In the third part of the programme participants are introduced to the innovations systems concept through selected readings. They are asked to present a critique of these in view of their own challenges and the experiences observed in the case study examples. In the final exercise participants either develop new projects or redesign old projects using the principles of the innovation systems concept that they have developed and internalized during the course of the week.

workshop participants

Moving from Old to New ways of working
At the end of this pilot course three projects were designed. The original objective of the first project was to address fodder shortages by transferring new fodder technologies to farmers using field testing and demonstration-based approaches. This was transformed into a learning project, seeking to understand how to create local network-based capacities to innovate and respond in equitable ways to changing livelihood, market, institutional and policy environments of livestock production systems. The project focus is on India and Nigeria .

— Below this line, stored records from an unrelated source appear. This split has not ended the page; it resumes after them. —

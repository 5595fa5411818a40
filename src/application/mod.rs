pub mod cache;
pub mod error;
pub mod feed;
pub mod follows;
pub mod pagination;
pub mod posts;
pub mod repos;
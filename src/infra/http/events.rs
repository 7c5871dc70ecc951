//! Live event stream endpoint.
//!
//! `GET /events/{subscriber_id}` opens a newline-delimited JSON stream of
//! envelopes. A `since` query parameter (unix milliseconds) marks the request
//! as a reconnect: the client gets a `reconnection` acknowledgement and a
//! background replay of everything it missed, interleaved with live events.

use std::convert::Infallible;
use std::sync::Arc;

use async_stream::stream;
use axum::{
    body::Body,
    extract::{Path, Query, State},
    http::header,
    response::{IntoResponse, Response},
};
use bytes::Bytes;
use mirador_api_types::{Envelope, unix_millis};
use serde::Deserialize;
use time::OffsetDateTime;
use tracing::error;

use crate::stream::{BroadcastHub, Connection};

use super::AppState;

#[derive(Debug, Deserialize)]
pub struct EventsQuery {
    /// Watermark of the last event the client saw, in unix milliseconds.
    pub since: Option<i64>,
}

/// Unregisters the connection when the response body is dropped. Client
/// disconnects surface as a body drop, so this is the one cleanup path for
/// every way a stream can end.
struct StreamGuard {
    hub: Arc<BroadcastHub>,
    connection: Arc<Connection>,
}

impl Drop for StreamGuard {
    fn drop(&mut self) {
        self.hub.unregister(&self.connection);
    }
}

pub async fn subscribe(
    State(state): State<AppState>,
    Path(subscriber_id): Path<String>,
    Query(query): Query<EventsQuery>,
) -> Response {
    let (connection, mut receiver) = state.hub.register(&subscriber_id);

    if let Some(since) = query.since {
        let ack = Envelope::Reconnection {
            timestamp: unix_millis(OffsetDateTime::now_utc()),
            connection_id: connection.id(),
            since,
        };
        // The channel was just created; a failed write here means the
        // client is already gone and the guard below cleans up.
        let _ = connection.try_deliver(ack);

        let replay = state.replay.clone();
        let replaying = connection.clone();
        tokio::spawn(async move {
            replay.replay(&replaying, since).await;
        });
    }

    let guard = StreamGuard {
        hub: state.hub.clone(),
        connection,
    };
    let body = stream! {
        let _guard = guard;
        while let Some(envelope) = receiver.recv().await {
            match serde_json::to_vec(&envelope) {
                Ok(mut line) => {
                    line.push(b'\n');
                    yield Ok::<Bytes, Infallible>(Bytes::from(line));
                }
                Err(err) => {
                    error!(
                        target = "mirador::http",
                        error = %err,
                        "Failed to serialize envelope; skipping"
                    );
                }
            }
        }
    };

    (
        [
            (header::CONTENT_TYPE, "application/x-ndjson"),
            (header::CACHE_CONTROL, "no-cache"),
        ],
        Body::from_stream(body),
    )
        .into_response()
}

The second project was based on the experience of a livestock scientist who had developed a novel and cost effective way of treating an animal health problem – the infection and treatment method (ITM) for the tick borne disease of cattle, East Coast Fever. This approach involves administering a live vaccine (actually the infective agent for East Coast Fever) to cattle and simultaneously treating the symptoms. This develops immunity that protects cattle from subsequent infection. Despite the efficacy of the treatment and its relevance to poor livestock keepers ITM had failed to be put into use. This is partially because of the need for policy changes to authorize the use of a live vaccine, and partially because of the need for the active involvement of agri-business companies to manufacture and distribute it. The project developed during the workshop proposed to use an action research approach to explore and facilitate the creation of the set of linkages between policy makers, livestock scientists and agri-business required to collectively develop ways to legalize, manufacture and distribute the live vaccine that the ITM approach relied on. The project will focus on Kenya , Uganda and Tanzania .

The third project discussed ways in which an existing project on conservation of animal genetic resources could expand its research and training activities so as to better identify, communicate, and facilitate negotiations to address different stakeholder needs. An additional question that came out of this exercise related to the nature of the policy process. Specifically, how to connect the experiences of community-based genetic conservation with the policy processes and actors dealing with both genetic conservation and issues relating to environment and livestock such trade and rural development.

Wider significance
The development and piloting of this training workshop is part of a larger programme of collaboration between UNU-INTECH and ILRI that seeks to establish innovation studies and capacity strengthening hubs in East Africa and South Asia. Using a process of research and joint learning with scientists and policymakers, the regional hubs will develop and promote lessons on how policy and scientific capabilities can be reconfigured in response to changing circumstances, and how innovative capacity in the rural sector can be developed.

The regional hubs will act as focal points to develop and exchange information on ways of innovating and creating novelty in the rural sector through the better integration of science and technology with a wider set of economic and policy actors found in the development arena. Training workshops of this kind will be one mechanism for taking concepts and principles developed through empirical research to assist scientific, policy and other actors to operationalize these in the way they plan and work.

The focus on project design in the workshops will contribute to the overall strategy of building on-going, long term relationships with scientists and policymakers as they attempt to apply innovation systems ideas. By facilitating and mentoring this process as these projects and other interventions proceed, the hubs will jointly learn lessons on how policy and practice can be reconfigured in response to changing circumstances. The hubs will then be in a position to exchange and diffuse these lessons more widely.